Graymont is an unincorporated community in Livingston County, Illinois, United States. Graymont is  west of Pontiac. Graymont has a post office with ZIP code 61743.

Graymont Grade School fielded a number of very good boys junior high basketball teams in the late 1980s.  Under the direction of head coach Tom Meling, the Warriors won Arrow Conference titles in 1987–88, 1988–89 and 1989–90.  The 1988-89 team was the greatest in school history.  Despite an eighth grade class of six students, the Warriors finished as Livingston County Runners-Up, Arrow Conference Champions, 1A Regional Champions, 1A Sectional Champions and they advanced to the Elite Eight in State.  The starting five on that team comprised Mike Cushing, Matt DeWald, Roger Bedeker, Seth Sarakaitis and Wade Ahrens.  The Elite Eight banner still resides in the cafeteria/gym at the school.

1904 brought the Farmers Elevator Company of Graymont, now known as the Graymont co-op association.

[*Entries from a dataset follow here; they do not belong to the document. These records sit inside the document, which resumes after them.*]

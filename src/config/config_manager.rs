// ==========================================
// 数据传输系统 - 配置管理器
// ==========================================
// 职责: 配置加载、查询、覆写管理
// 存储: config_kv 表 (key-value + scope)
// 覆写: 环境变量 TABULAR_TRANSFER_<KEY> 优先于 config_kv
// ==========================================

use crate::config::transfer_config_trait::TransferConfigReader;
use crate::config::transfer_settings::{DEFAULT_CHUNK_SIZE, DEFAULT_PROGRESS_TTL_SECS};
use crate::db::open_sqlite_connection;
use crate::exporter::sheet_writer::SheetFormat;
use crate::importer::error_collector::ReportLayout;
use crate::repository::error::{RepositoryError, RepositoryResult};
use async_trait::async_trait;
use rusqlite::{params, Connection, OptionalExtension};
use std::collections::HashMap;
use std::path::PathBuf;
use std::sync::{Arc, Mutex};

// ==========================================
// ConfigManager - 配置管理器
// ==========================================
pub struct ConfigManager {
    conn: Arc<Mutex<Connection>>,
}

impl ConfigManager {
    /// 创建新的 ConfigManager 实例
    ///
    /// # 参数
    /// - db_path: 数据库文件路径
    pub fn new(db_path: &str) -> RepositoryResult<Self> {
        let conn = open_sqlite_connection(db_path)?;

        Ok(Self {
            conn: Arc::new(Mutex::new(conn)),
        })
    }

    /// 从已有连接创建 ConfigManager
    ///
    /// 说明：为保证连接行为一致，会对传入连接再次应用统一 PRAGMA（幂等）。
    pub fn from_connection(conn: Arc<Mutex<Connection>>) -> RepositoryResult<Self> {
        {
            let conn_guard = conn
                .lock()
                .map_err(|e| RepositoryError::LockError(e.to_string()))?;
            crate::db::configure_sqlite_connection(&conn_guard)?;
        }

        Ok(Self { conn })
    }

    /// 从 config_kv 表读取配置值（scope_id='global'）
    fn get_config_value(&self, key: &str) -> RepositoryResult<Option<String>> {
        let conn = self
            .conn
            .lock()
            .map_err(|e| RepositoryError::LockError(e.to_string()))?;

        let value = conn
            .query_row(
                "SELECT value FROM config_kv WHERE scope_id = 'global' AND key = ?1",
                params![key],
                |row| row.get::<_, String>(0),
            )
            .optional()?;

        Ok(value)
    }

    /// 读取配置值: 环境变量 > config_kv > 默认值
    fn get_config_or_default(&self, key: &str, default: &str) -> RepositoryResult<String> {
        if let Ok(value) = std::env::var(env_var_name(key)) {
            if !value.trim().is_empty() {
                return Ok(value.trim().to_string());
            }
        }
        Ok(self
            .get_config_value(key)?
            .unwrap_or_else(|| default.to_string()))
    }

    /// 写入 global scope 配置（存在则覆盖）
    pub fn set_global_config_value(&self, key: &str, value: &str) -> RepositoryResult<()> {
        let conn = self
            .conn
            .lock()
            .map_err(|e| RepositoryError::LockError(e.to_string()))?;

        conn.execute(
            r#"
            INSERT INTO config_kv (scope_id, key, value, updated_at)
            VALUES ('global', ?1, ?2, datetime('now'))
            ON CONFLICT(scope_id, key) DO UPDATE SET
                value = excluded.value,
                updated_at = excluded.updated_at
            "#,
            params![key, value],
        )?;
        Ok(())
    }

    /// 获取所有 global 配置的快照
    pub fn get_config_snapshot(&self) -> RepositoryResult<HashMap<String, String>> {
        let conn = self
            .conn
            .lock()
            .map_err(|e| RepositoryError::LockError(e.to_string()))?;

        let mut stmt =
            conn.prepare("SELECT key, value FROM config_kv WHERE scope_id = 'global' ORDER BY key")?;
        let rows = stmt.query_map([], |row| {
            Ok((row.get::<_, String>(0)?, row.get::<_, String>(1)?))
        })?;

        let mut config_map = HashMap::new();
        for row in rows {
            let (key, value) = row?;
            config_map.insert(key, value);
        }
        Ok(config_map)
    }
}

/// `transfer/chunk_size` → `TABULAR_TRANSFER_CHUNK_SIZE`
fn env_var_name(key: &str) -> String {
    let bare = key.strip_prefix("transfer/").unwrap_or(key);
    format!("TABULAR_TRANSFER_{}", bare.to_uppercase())
}

#[async_trait]
impl TransferConfigReader for ConfigManager {
    async fn get_chunk_size(&self) -> RepositoryResult<usize> {
        let value = self.get_config_or_default(config_keys::CHUNK_SIZE, "1000")?;
        Ok(value
            .parse::<usize>()
            .ok()
            .filter(|v| *v > 0)
            .unwrap_or(DEFAULT_CHUNK_SIZE))
    }

    async fn get_progress_ttl_secs(&self) -> RepositoryResult<u64> {
        let value = self.get_config_or_default(config_keys::PROGRESS_TTL_SECS, "60")?;
        Ok(value.parse::<u64>().unwrap_or(DEFAULT_PROGRESS_TTL_SECS))
    }

    async fn get_progress_flush_rows(&self) -> RepositoryResult<u64> {
        let value = self.get_config_or_default(config_keys::PROGRESS_FLUSH_ROWS, "1")?;
        Ok(value.parse::<u64>().ok().filter(|v| *v > 0).unwrap_or(1))
    }

    async fn get_system_name(&self) -> RepositoryResult<Option<String>> {
        let value = self.get_config_or_default(config_keys::SYSTEM_NAME, "")?;
        Ok(Some(value).filter(|v| !v.is_empty()))
    }

    async fn get_storage_root(&self) -> RepositoryResult<PathBuf> {
        let value = self.get_config_or_default(config_keys::STORAGE_ROOT, "storage")?;
        Ok(PathBuf::from(value))
    }

    async fn get_export_format(&self) -> RepositoryResult<SheetFormat> {
        let value = self.get_config_or_default(config_keys::EXPORT_FORMAT, "xlsx")?;
        value.parse::<SheetFormat>().map_err(|message| RepositoryError::FieldValueError {
            field: config_keys::EXPORT_FORMAT.to_string(),
            message,
        })
    }

    async fn get_report_layout(&self) -> RepositoryResult<ReportLayout> {
        let value = self.get_config_or_default(config_keys::REPORT_LAYOUT, "content_echo")?;
        value.parse::<ReportLayout>().map_err(|message| RepositoryError::FieldValueError {
            field: config_keys::REPORT_LAYOUT.to_string(),
            message,
        })
    }
}

// ==========================================
// 配置键常量
// ==========================================
pub mod config_keys {
    pub const CHUNK_SIZE: &str = "transfer/chunk_size";
    pub const PROGRESS_TTL_SECS: &str = "transfer/progress_ttl_secs";
    pub const PROGRESS_FLUSH_ROWS: &str = "transfer/progress_flush_rows";
    pub const SYSTEM_NAME: &str = "transfer/system_name";
    pub const STORAGE_ROOT: &str = "transfer/storage_root";
    pub const EXPORT_FORMAT: &str = "transfer/export_format";
    pub const REPORT_LAYOUT: &str = "transfer/report_layout";
}
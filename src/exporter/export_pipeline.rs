// ==========================================
// 数据传输系统 - 导出管道
// ==========================================
// 职责: 导出三阶段协议
// 1. 表头提取: 返回导出器可用表头，不创建任务
// 2. 创建任务: 记录模式/字段/参数，按审核策略创建审核申请或自动通过
// 3. 下载时物化: 审核通过后首次下载生成文件，之后直接返回同一路径
// 红线:
// - 文件路径一经写入不再修改（至多物化一次）
// - 物化失败不写入文件路径，允许重试
// - 同一任务同一时刻只允许一个物化过程
// ==========================================

use crate::config::TransferSettings;
use crate::domain::field::CellValue;
use crate::domain::task::{compose_task_name, ExecutionContext, TaskProperties, TransferTask};
use crate::domain::types::{ApprovalStatus, ExportMode, TaskKind, TaskStatus};
use crate::error::{TransferError, TransferResult};
use crate::events::{publish_or_warn, TransferEvent, TransferEventPublisher};
use crate::exporter::approval::{ApprovalGate, AUTO_APPROVAL_COMMENT};
use crate::exporter::exporter_trait::{ExportFilter, RowExporter};
use crate::exporter::sheet_writer::create_sheet_writer;
use crate::importer::import_pipeline::{elapsed, ProgressTicker};
use crate::importer::staged_file::{random_suffix, sanitize_file_stem, StagedFile};
use crate::repository::progress_repo::ProgressStore;
use crate::repository::task_record_repo::{TaskCompletion, TaskRecordStore};
use chrono::{DateTime, Utc};
use serde::{Deserialize, Serialize};
use serde_json::Value;
use std::collections::HashSet;
use std::fs;
use std::path::{Path, PathBuf};
use std::sync::{Arc, Mutex};
use tracing::{debug, error, info, instrument, warn};

/// 创建导出任务的请求
#[derive(Debug, Clone, Serialize, Deserialize)]
pub struct ExportRequest {
    pub mode: ExportMode,
    /// 选择的表头及顺序；为空导出全部默认表头
    #[serde(default)]
    pub fields: Option<Vec<String>>,
    /// 模式参数（ID 列表或筛选条件）
    #[serde(default)]
    pub params: Value,
}

/// 创建结果
#[derive(Debug, Clone, PartialEq, Serialize, Deserialize)]
pub struct ExportTicket {
    pub task_id: String,
    pub task_name: String,
    pub approval_status: ApprovalStatus,
}

/// 阶段 1: 表头提取（无状态）
pub fn extract_headers(exporter: &dyn RowExporter) -> Vec<String> {
    exporter.default_headers()
}

// ==========================================
// ExportPipeline
// ==========================================
pub struct ExportPipeline {
    records: Arc<dyn TaskRecordStore>,
    progress: Arc<dyn ProgressStore>,
    events: Arc<dyn TransferEventPublisher>,
    approval: Arc<dyn ApprovalGate>,
    settings: TransferSettings,
    // 物化中的任务
    in_flight: Mutex<HashSet<String>>,
}

/// 物化锁守卫（释放时移出 in_flight）
struct MaterializeGuard<'a> {
    in_flight: &'a Mutex<HashSet<String>>,
    task_id: String,
}

impl Drop for MaterializeGuard<'_> {
    fn drop(&mut self) {
        if let Ok(mut set) = self.in_flight.lock() {
            set.remove(&self.task_id);
        }
    }
}

impl ExportPipeline {
    pub fn new(
        records: Arc<dyn TaskRecordStore>,
        progress: Arc<dyn ProgressStore>,
        events: Arc<dyn TransferEventPublisher>,
        approval: Arc<dyn ApprovalGate>,
        settings: TransferSettings,
    ) -> Self {
        Self {
            records,
            progress,
            events,
            approval,
            settings,
            in_flight: Mutex::new(HashSet::new()),
        }
    }

    /// 阶段 2: 创建导出任务
    ///
    /// # 错误
    /// - InvalidRequest: 模式参数不合法或表头不存在
    /// - ApprovalRequestFailed: 审核申请创建失败（任务已置为 failed）
    #[instrument(skip(self, ctx, exporter, request), fields(user_id = ctx.user_id))]
    pub fn create_task(
        &self,
        ctx: &ExecutionContext,
        title: &str,
        handler: &str,
        exporter: &dyn RowExporter,
        request: ExportRequest,
    ) -> TransferResult<ExportTicket> {
        ExportFilter::from_mode(Some(request.mode), &request.params)?;

        let request_fields = request.fields.filter(|f| !f.is_empty());
        if let Some(fields) = &request_fields {
            let available: HashSet<String> = exporter.default_headers().into_iter().collect();
            if let Some(unknown) = fields.iter().find(|f| !available.contains(*f)) {
                return Err(TransferError::InvalidRequest(format!("未知导出字段: {}", unknown)));
            }
        }

        let mut task = TransferTask::new_pending(
            uuid::Uuid::new_v4().to_string(),
            compose_task_name(title),
            TaskKind::Export,
            handler.to_string(),
            ctx.user_id,
        );
        task.properties = TaskProperties {
            mode: Some(request.mode),
            request_fields,
            params: request.params,
            ..Default::default()
        };

        let approval_type = exporter.approval_type();
        let requires_approval = self.approval.is_approval_required(&approval_type);
        if requires_approval {
            task.approval_status = Some(ApprovalStatus::Pending);
        } else {
            task.approval_status = Some(ApprovalStatus::Approved);
            task.approval_comment = Some(AUTO_APPROVAL_COMMENT.to_string());
            task.approval_at = Some(Utc::now());
        }
        self.records.create(&task)?;

        if requires_approval {
            if let Err(message) = self.approval.create_approval_request(&task) {
                warn!(task_id = %task.task_id, error = %message, "审核申请创建失败");
                self.records
                    .mark_failed(&task.task_id, Utc::now(), &message)?;
                return Err(TransferError::ApprovalRequestFailed(message));
            }
        }

        info!(
            task_id = %task.task_id,
            task_name = %task.task_name,
            approval_type = %approval_type,
            requires_approval,
            "导出任务已创建"
        );
        Ok(ExportTicket {
            task_id: task.task_id,
            task_name: task.task_name,
            approval_status: task.approval_status.unwrap_or(ApprovalStatus::Pending),
        })
    }

    /// 阶段 3: 下载（必要时物化）
    ///
    /// # 返回
    /// - 导出文件路径（重复下载返回同一路径，不重新查询）
    ///
    /// # 错误
    /// - TaskNotFound / ExportNotApproved / ExportInProgress / InvalidRequest: 请求级，任务未修改
    /// - 其他: 物化失败，任务已置为 failed，可重试
    #[instrument(skip(self, ctx, exporter), fields(user_id = ctx.user_id))]
    pub fn download(
        &self,
        ctx: &ExecutionContext,
        task_id: &str,
        exporter: &dyn RowExporter,
    ) -> TransferResult<PathBuf> {
        let task = self.load_export_task(task_id)?;

        if !ctx.is_admin {
            let status = self
                .approval
                .current_status(&task)
                .map_err(TransferError::ApprovalRequestFailed)?;
            if status != ApprovalStatus::Approved {
                return Err(TransferError::ExportNotApproved(task_id.to_string()));
            }
        }

        if let Some(path) = &task.file_path {
            debug!(task_id, path = %path, "导出文件已存在，直接返回");
            return Ok(PathBuf::from(path));
        }

        let _guard = self.acquire(task_id)?;

        // 持锁后再确认一次（其他进程可能已生成或正在生成）
        let task = self.load_export_task(task_id)?;
        if let Some(path) = &task.file_path {
            return Ok(PathBuf::from(path));
        }
        if task.status == TaskStatus::Processing {
            return Err(TransferError::ExportInProgress(task_id.to_string()));
        }

        self.materialize(&task, exporter)
    }

    fn load_export_task(&self, task_id: &str) -> TransferResult<TransferTask> {
        let task = self
            .records
            .get(task_id)?
            .ok_or_else(|| TransferError::TaskNotFound(task_id.to_string()))?;
        if task.kind != TaskKind::Export {
            return Err(TransferError::InvalidRequest(format!(
                "任务不是导出任务: {}",
                task_id
            )));
        }
        Ok(task)
    }

    fn acquire(&self, task_id: &str) -> TransferResult<MaterializeGuard<'_>> {
        let mut in_flight = self
            .in_flight
            .lock()
            .map_err(|e| TransferError::InternalError(e.to_string()))?;
        if !in_flight.insert(task_id.to_string()) {
            return Err(TransferError::ExportInProgress(task_id.to_string()));
        }
        Ok(MaterializeGuard {
            in_flight: &self.in_flight,
            task_id: task_id.to_string(),
        })
    }

    fn materialize(&self, task: &TransferTask, exporter: &dyn RowExporter) -> TransferResult<PathBuf> {
        let headers = resolve_headers(task, exporter)?;
        let filter = ExportFilter::from_mode(task.properties.mode, &task.properties.params)?;

        // 认领: pending/failed → processing；认领失败时任务归其他执行者所有，不做任何修改
        let started_at = Utc::now();
        if let Err(claim_err) = self.records.mark_processing(&task.task_id, started_at, None) {
            let current = self.load_export_task(&task.task_id)?;
            if let Some(path) = current.file_path {
                return Ok(PathBuf::from(path));
            }
            if current.status == TaskStatus::Processing {
                return Err(TransferError::ExportInProgress(task.task_id.clone()));
            }
            return Err(claim_err.into());
        }

        let export_dir = self.settings.export_dir();
        let file_name = format!(
            "{}_{}_{}.{}",
            sanitize_file_stem(&task.task_name),
            Utc::now().timestamp(),
            random_suffix(6),
            self.settings.export_format.extension()
        );
        let target = export_dir.join(file_name);

        match self.write_artifact(task, exporter, &headers, &filter, &target, started_at) {
            Ok(total_rows) => {
                publish_or_warn(
                    self.events.as_ref(),
                    self.event(task, TaskStatus::Done, Some(total_rows), Some(target.as_path()), None),
                );
                Ok(target)
            }
            Err(e) => {
                error!(task_id = %task.task_id, error = %e, "导出物化失败");
                if let Err(remove_err) = fs::remove_file(&target) {
                    if remove_err.kind() != std::io::ErrorKind::NotFound {
                        warn!(path = %target.display(), error = %remove_err, "导出文件清理失败");
                    }
                }
                let message = e.to_string();
                if let Err(mark_err) = self.records.mark_failed(&task.task_id, Utc::now(), &message)
                {
                    warn!(task_id = %task.task_id, error = %mark_err, "任务记录置为失败时出错");
                }
                if let Err(mark_err) = self.progress.mark_failed(
                    &task.task_id,
                    &task.task_name,
                    self.settings.progress_ttl(),
                ) {
                    warn!(task_id = %task.task_id, error = %mark_err, "进度置为失败时出错");
                }
                publish_or_warn(
                    self.events.as_ref(),
                    self.event(task, TaskStatus::Failed, None, None, Some(message)),
                );
                Err(e)
            }
        }
    }

    /// 生成导出文件并完成任务，返回导出行数（调用前任务已被本执行者认领）
    fn write_artifact(
        &self,
        task: &TransferTask,
        exporter: &dyn RowExporter,
        headers: &[String],
        filter: &ExportFilter,
        target: &Path,
        started_at: DateTime<Utc>,
    ) -> TransferResult<u64> {
        let task_id = task.task_id.as_str();

        let mut cursor = exporter.prepare_query(filter)?;
        let total_rows = cursor.count()?;
        self.progress
            .start(task_id, &task.task_name, Some(total_rows), started_at)?;
        info!(task_id, total_rows, headers = headers.len(), "开始生成导出文件");

        if let Some(dir) = target.parent() {
            fs::create_dir_all(dir).map_err(|e| TransferError::FileWriteError(e.to_string()))?;
        }
        let mut part = target.as_os_str().to_owned();
        part.push(".part");
        let part = StagedFile::new(part);

        let mut writer = create_sheet_writer(self.settings.export_format, part.path(), headers)?;
        let mut ticker = ProgressTicker::new(self.settings.progress_flush_rows);
        let mut written = 0u64;

        loop {
            let chunk = cursor.next_chunk(self.settings.chunk_size.max(1))?;
            if chunk.is_empty() {
                break;
            }

            for source_row in &chunk {
                let mut mapped = exporter.map_row(source_row);
                let values: Vec<CellValue> = headers
                    .iter()
                    .map(|h| mapped.remove(h).unwrap_or(CellValue::Empty))
                    .collect();
                writer.write_row(&values)?;
                written += 1;

                if let Some(n) = ticker.tick() {
                    self.progress.increment_processed(task_id, n)?;
                }
            }

            if let Some(n) = ticker.drain() {
                self.progress.increment_processed(task_id, n)?;
            }
        }

        writer.finish()?;
        fs::rename(part.path(), target).map_err(|e| TransferError::FileWriteError(e.to_string()))?;

        let ended_at = Utc::now();
        self.records.mark_done(
            task_id,
            TaskCompletion {
                ended_at: Some(ended_at),
                duration: Some(elapsed(started_at, ended_at)),
                file_path: Some(target.display().to_string()),
                total_count: Some(total_rows),
                ..Default::default()
            },
        )?;
        self.progress
            .finish(task_id, ended_at, self.settings.progress_ttl())?;

        info!(task_id, rows = written, path = %target.display(), "导出文件已生成");
        Ok(written)
    }

    fn event(
        &self,
        task: &TransferTask,
        status: TaskStatus,
        total_rows: Option<u64>,
        file_path: Option<&Path>,
        message: Option<String>,
    ) -> TransferEvent {
        TransferEvent {
            task_id: task.task_id.clone(),
            kind: TaskKind::Export,
            title: task.task_name.clone(),
            status,
            creator_id: task.creator_id,
            total_rows,
            error_rows: 0,
            error_report_path: None,
            file_path: file_path.map(|p| p.display().to_string()),
            message,
        }
    }
}

/// 物化时的导出表头
///
/// 审核核定字段优先于申请字段；只保留导出器当前提供的表头，
/// 未知字段丢弃，全部未知时拒绝（任务未修改）
fn resolve_headers(task: &TransferTask, exporter: &dyn RowExporter) -> TransferResult<Vec<String>> {
    let available = exporter.default_headers();
    let requested = match task.properties.effective_fields() {
        Some(fields) => fields,
        None => return Ok(available),
    };

    let (known, unknown): (Vec<String>, Vec<String>) = requested
        .iter()
        .cloned()
        .partition(|field| available.contains(field));
    if !unknown.is_empty() {
        warn!(task_id = %task.task_id, unknown = ?unknown, "导出字段不在导出器表头中，已忽略");
    }
    if known.is_empty() {
        return Err(TransferError::InvalidRequest(format!(
            "导出字段均不存在: {}",
            unknown.join(",")
        )));
    }
    Ok(known)
}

The original structures no longer exist, but the company is still operation and has expanded to become one of the largest in Livingston County, IL. The State bank of Graymont began operations in 1913 and has since expanded to three locations. The Chenoa location was acquired in 1997, with the Pontiac branch being purchased the following year, while delaying the opening until 1999.